O nosso herói, obviamente, não permaneceu ali:
primeiro foi ao banheiro, depois pegou mais uma cerveja e, para se livrar de
qualquer constrangimento, fugiu para a sua casa às duas e quinze da manhã,
praticamente na metade da confraternização. Chegou em seu domicílio, um
apartamento de dois cômodos, alugado, onde morava com o seu gato, deitou na
cama e depois de dez minutos já estava num lugar muito mais divertido daquele
onde se encontrara anteriormente: nos seus sonhos, menos bizarros que a realidade.
O
protagonista agora, ainda deitado em seu leito, pensava em como agira naquela
madrugada. No momento tenta reconstruir a história em sua mente se,
sem a ajuda de nenhum amigo entusiasta, tivesse, de fato, ido conversar com
aquela garota.
Imaginou-se
a aproximação, diria seu nome, faria perguntas triviais, ela diria que teria
que acompanhar as suas amigas até o camarote, sendo que não existia nenhum.
Em
outra variação, viu-se tendo uma conversa animada com ela sobre desenhos
animados que os dois viram quando crianças. Depois, não sabendo mais o que
falar, ela iria com as amigas até o camarote inexistente.
Outra
variante: Ela assumiu que realmente tinha olhado para ele, assim como prestaria
atenção em qualquer pessoa com um aspecto físico repugnante daqueles que
poderia forçar alguma situação, sendo ela obrigada a usar o já citado spray de pimenta. Dali ela iria,
supostamente, para o camarote.
Mais uma: Na realidade uma amiga daquela garota
estava de olho no nosso herói, porém, essa pessoa estava um pouco acima do
peso (então era ligeiramente crítico), não atraindo o protagonista que também é um babaca.
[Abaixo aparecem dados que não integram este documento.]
//! Interest rate table and the year-end accrual pipeline.
//!
//! # Pipeline Order
//!
//! For each account, once per simulated year:
//!
//! 1. Credit `balance * rate[kind]`
//! 2. Debit loan interest `loan_amount * 10%`
//! 3. Debit the 500 service charge (not for student accounts)
//! 4. Mark fixed deposit accounts mature
//!
//! Steps 2 and 3 floor the balance at zero and move any shortfall onto the
//! outstanding loan. Reordering the steps changes the numbers.

use std::collections::HashMap;

use rust_decimal::Decimal;
use rust_decimal_macros::dec;
use serde::Serialize;

use crate::error::{BankError, BankResult};
use crate::models::account::{Account, AccountKind};
use crate::models::loan::LOAN_INTEREST_RATE;

/// Flat yearly fee for every non-student account.
pub const SERVICE_CHARGE: Decimal = dec!(500);

/// Yearly interest rates by account kind, stored as fractions (0.10 = 10%).
#[derive(Debug, Clone, PartialEq)]
pub struct InterestRates {
    rates: HashMap<AccountKind, Decimal>,
}

impl Default for InterestRates {
    fn default() -> Self {
        let rates = AccountKind::ALL
            .into_iter()
            .map(|kind| (kind, kind.default_interest_rate()))
            .collect();
        Self { rates }
    }
}

impl InterestRates {
    pub fn get(&self, kind: AccountKind) -> Decimal {
        self.rates
            .get(&kind)
            .copied()
            .unwrap_or_else(|| kind.default_interest_rate())
    }

    /// Set a kind's rate from a percentage (`12.5` stores `0.125`).
    ///
    /// Returns the stored fraction.
    pub fn set_percent(&mut self, kind: AccountKind, percent: Decimal) -> BankResult<Decimal> {
        if percent < Decimal::ZERO {
            return Err(BankError::InvalidAmount(format!(
                "interest rate cannot be negative: {percent}"
            )));
        }

        let fraction = percent / dec!(100);
        self.rates.insert(kind, fraction);
        Ok(fraction)
    }
}

/// What one year-end pass did to one account.
#[derive(Debug, Clone, PartialEq, Serialize)]
pub struct Accrual {
    pub holder: String,
    pub interest: Decimal,
    pub loan_interest: Decimal,
    pub service_charge: Decimal,
    /// Part of the loan interest and service charge added to the loan
    /// because the balance could not cover it
    pub added_to_loan: Decimal,
    pub balance: Decimal,
    pub loan_amount: Decimal,
}

/// Run the year-end pipeline on a single account.
///
/// # Errors
///
/// - `InvalidAmount`: a step overflowed the decimal range. The account may
///   be partly updated, so callers run this on a working copy.
pub fn accrue(account: &mut Account, rates: &InterestRates) -> BankResult<Accrual> {
    let kind = account.kind();

    let interest = account
        .balance()
        .checked_mul(rates.get(kind))
        .ok_or_else(|| BankError::overflow("interest"))?;
    account.credit(interest)?;

    let loan_interest = account
        .loan_amount()
        .checked_mul(LOAN_INTEREST_RATE)
        .ok_or_else(|| BankError::overflow("loan interest"))?;
    let mut added_to_loan = account.charge(loan_interest)?;

    let service_charge = if kind.pays_service_charge() {
        added_to_loan += account.charge(SERVICE_CHARGE)?;
        SERVICE_CHARGE
    } else {
        Decimal::ZERO
    };

    if kind == AccountKind::FixedDeposit {
        account.mature();
    }

    Ok(Accrual {
        holder: account.holder().to_string(),
        interest,
        loan_interest,
        service_charge,
        added_to_loan,
        balance: account.balance(),
        loan_amount: account.loan_amount(),
    })
}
Vendo aquela situação,
todas as amigas decidiram inventar a desculpa do camarote.
Na
imaginação do nosso protagonista, a bola de três que ele arremessaria iria
girar no aro e não entrar; se fosse futebol, iria driblar três marcadores, mais
o goleiro e mandar para fora de maneira vergonhosa; na faculdade de medicina iria desistir no último
semestre por falta de motivação...iria sempre falhar em algum aspecto.
O
que mais o deprimia era o fato de não conseguir ser bem sucedido nem nas suas
divagações. Ele estava totalmente desencantado e falhava ao lidar com
potenciais encantos. Fatalmente (para ele), levantou da cama, descongelou algo
e comeu sem vontade alguma. Depois não sei mais o que ocorreu, desisti de
acompanhar mais um fracasso, não só o dele.